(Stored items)
-- -- --

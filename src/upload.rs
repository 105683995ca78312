use crate::config::Config;
use crate::error::UploadError;
use crate::student::{self, Student};
use log::{info, warn};
use reqwest::multipart::{Form, Part};
use std::path::{Path, PathBuf};

/// Name of the multipart field carrying the spreadsheet
pub const FILE_FIELD: &str = "file";

/// Extensions the file picker hints at
pub const ACCEPTED_EXTENSIONS: [&str; 2] = ["xlsx", "xls"];

/// Holds the spreadsheet the user picked but has not uploaded yet
#[derive(Clone, Debug, Default)]
pub struct FileUpload {
    selected: Option<PathBuf>,
}

/// A selected file read into memory, ready to post
#[derive(Clone, Debug)]
pub struct PreparedFile {
    pub file_name: String,
    pub bytes: Vec<u8>,
}

impl FileUpload {
    pub fn new() -> Self {
        Self::default()
    }

    /// Records the file to upload next
    ///
    /// Files without a spreadsheet extension are still accepted; the
    /// endpoint decides what it can parse.
    pub fn select(&mut self, path: impl Into<PathBuf>) {
        let path = path.into();
        if !has_spreadsheet_extension(&path) {
            warn!(
                "{} does not look like a spreadsheet (expected .xlsx or .xls)",
                path.display()
            );
        }
        self.selected = Some(path);
    }

    pub fn selected(&self) -> Option<&Path> {
        self.selected.as_deref()
    }

    /// Reads the selected file for sending
    ///
    /// # Returns
    /// * The file contents, `NoFileSelected` when nothing was picked, or the
    ///   read error
    pub async fn prepare(&self) -> Result<PreparedFile, UploadError> {
        let path = self.selected.as_ref().ok_or(UploadError::NoFileSelected)?;

        let bytes = tokio::fs::read(path)
            .await
            .map_err(|source| UploadError::Read {
                path: path.clone(),
                source,
            })?;

        let file_name = path
            .file_name()
            .map(|name| name.to_string_lossy().into_owned())
            .unwrap_or_else(|| "upload".to_string());

        Ok(PreparedFile { file_name, bytes })
    }
}

fn has_spreadsheet_extension(path: &Path) -> bool {
    path.extension()
        .and_then(|ext| ext.to_str())
        .map(|ext| {
            ACCEPTED_EXTENSIONS
                .iter()
                .any(|accepted| ext.eq_ignore_ascii_case(accepted))
        })
        .unwrap_or(false)
}

/// MIME type sent with the file part
fn mime_for(file_name: &str) -> &'static str {
    let lower = file_name.to_ascii_lowercase();
    if lower.ends_with(".xlsx") {
        "application/vnd.openxmlformats-officedocument.spreadsheetml.sheet"
    } else if lower.ends_with(".xls") {
        "application/vnd.ms-excel"
    } else {
        "application/octet-stream"
    }
}

/// HTTP client for the spreadsheet upload endpoint
#[derive(Clone, Debug)]
pub struct UploadClient {
    http: reqwest::Client,
    endpoint: String,
}

impl UploadClient {
    /// Builds a client from the application config
    ///
    /// No timeout is applied unless the config sets one.
    pub fn new(config: &Config) -> Result<Self, UploadError> {
        let mut builder = reqwest::Client::builder();
        if let Some(timeout) = config.timeout {
            builder = builder.timeout(timeout);
        }

        Ok(Self {
            http: builder.build()?,
            endpoint: config.endpoint.clone(),
        })
    }

    pub fn endpoint(&self) -> &str {
        &self.endpoint
    }

    /// Posts a file as multipart form data and decodes the student list
    ///
    /// # Arguments
    /// * `file` - The prepared spreadsheet
    ///
    /// # Returns
    /// * The records from the response body, in response order
    ///
    /// # Errors
    /// * `Transport` when the request cannot be completed
    /// * `Status` for any non-2xx answer
    /// * `Decode` when the body is not a JSON list of students
    pub async fn upload(&self, file: &PreparedFile) -> Result<Vec<Student>, UploadError> {
        info!(
            "uploading {} ({} bytes) to {}",
            file.file_name,
            file.bytes.len(),
            self.endpoint
        );

        let part = Part::bytes(file.bytes.clone())
            .file_name(file.file_name.clone())
            .mime_str(mime_for(&file.file_name))?;
        let form = Form::new().part(FILE_FIELD, part);

        let response = self.http.post(&self.endpoint).multipart(form).send().await?;

        let status = response.status();
        if !status.is_success() {
            let body = response.text().await.unwrap_or_default();
            return Err(UploadError::Status { status, body });
        }

        let body = response.bytes().await?;
        let students = student::parse_students(&body)?;
        info!("upload returned {} students", students.len());
        Ok(students)
    }
}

-- -- --

◆ Requirement ◆
Every record above is to be copied exactly.

◆ Exercise answer ◆
filename src/upload.rs
repository 105683995ca78312
use crate::config::Config;
use crate::error::UploadError;
use crate::student::{self, Student};
use log::{info, warn};
use reqwest::multipart::{Form, Part};
use std::path::{Path, PathBuf};

/// Name of the multipart field carrying the spreadsheet
pub const FILE_FIELD: &str = "file";

/// Extensions the file picker hints at
pub const ACCEPTED_EXTENSIONS: [&str; 2] = ["xlsx", "xls"];

/// Holds the spreadsheet the user picked but has not uploaded yet
#[derive(Clone, Debug, Default)]
pub struct FileUpload {
    selected: Option<PathBuf>,
}

/// A selected file read into memory, ready to post
#[derive(Clone, Debug)]
pub struct PreparedFile {
    pub file_name: String,
    pub bytes: Vec<u8>,
}

impl FileUpload {
    pub fn new() -> Self {
        Self::default()
    }

    /// Records the file to upload next
    ///
    /// Files without a spreadsheet extension are still accepted; the
    /// endpoint decides what it can parse.
    pub fn select(&mut self, path: impl Into<PathBuf>) {
        let path = path.into();
        if !has_spreadsheet_extension(&path) {
            warn!(
                "{} does not look like a spreadsheet (expected .xlsx or .xls)",
                path.display()
            );
        }
        self.selected = Some(path);
    }

    pub fn selected(&self) -> Option<&Path> {
        self.selected.as_deref()
    }

    /// Reads the selected file for sending
    ///
    /// # Returns
    /// * The file contents, `NoFileSelected` when nothing was picked, or the
    ///   read error
    pub async fn prepare(&self) -> Result<PreparedFile, UploadError> {
        let path = self.selected.as_ref().ok_or(UploadError::NoFileSelected)?;

        let bytes = tokio::fs::read(path)
            .await
            .map_err(|source| UploadError::Read {
                path: path.clone(),
                source,
            })?;

        let file_name = path
            .file_name()
            .map(|name| name.to_string_lossy().into_owned())
            .unwrap_or_else(|| "upload".to_string());

        Ok(PreparedFile { file_name, bytes })
    }
}

fn has_spreadsheet_extension(path: &Path) -> bool {
    path.extension()
        .and_then(|ext| ext.to_str())
        .map(|ext| {
            ACCEPTED_EXTENSIONS
                .iter()
                .any(|accepted| ext.eq_ignore_ascii_case(accepted))
        })
        .unwrap_or(false)
}

/// MIME type sent with the file part
fn mime_for(file_name: &str) -> &'static str {
    let lower = file_name.to_ascii_lowercase();
    if lower.ends_with(".xlsx") {
        "application/vnd.openxmlformats-officedocument.spreadsheetml.sheet"
    } else if lower.ends_with(".xls") {
        "application/vnd.ms-excel"
    } else {
        "application/octet-stream"
    }
}

/// HTTP client for the spreadsheet upload endpoint
#[derive(Clone, Debug)]
pub struct UploadClient {
    http: reqwest::Client,
    endpoint: String,
}

impl UploadClient {
    /// Builds a client from the application config
    ///
    /// No timeout is applied unless the config sets one.
    pub fn new(config: &Config) -> Result<Self, UploadError> {
        let mut builder = reqwest::Client::builder();
        if let Some(timeout) = config.timeout {
            builder = builder.timeout(timeout);
        }

        Ok(Self {
            http: builder.build()?,
            endpoint: config.endpoint.clone(),
        })
    }

    pub fn endpoint(&self) -> &str {
        &self.endpoint
    }

    /// Posts a file as multipart form data and decodes the student list
    ///
    /// # Arguments
    /// * `file` - The prepared spreadsheet
    ///
    /// # Returns
    /// * The records from the response body, in response order
    ///
    /// # Errors
    /// * `Transport` when the request cannot be completed
    /// * `Status` for any non-2xx answer
    /// * `Decode` when the body is not a JSON list of students
    pub async fn upload(&self, file: &PreparedFile) -> Result<Vec<Student>, UploadError> {
        info!(
            "uploading {} ({} bytes) to {}",
            file.file_name,
            file.bytes.len(),
            self.endpoint
        );

        let part = Part::bytes(file.bytes.clone())
            .file_name(file.file_name.clone())
            .mime_str(mime_for(&file.file_name))?;
        let form = Form::new().part(FILE_FIELD, part);

        let response = self.http.post(&self.endpoint).multipart(form).send().await?;

        let status = response.status();
        if !status.is_success() {
            let body = response.text().await.unwrap_or_default();
            return Err(UploadError::Status { status, body });
        }

        let body = response.bytes().await?;
        let students = student::parse_students(&body)?;
        info!("upload returned {} students", students.len());
        Ok(students)
    }
}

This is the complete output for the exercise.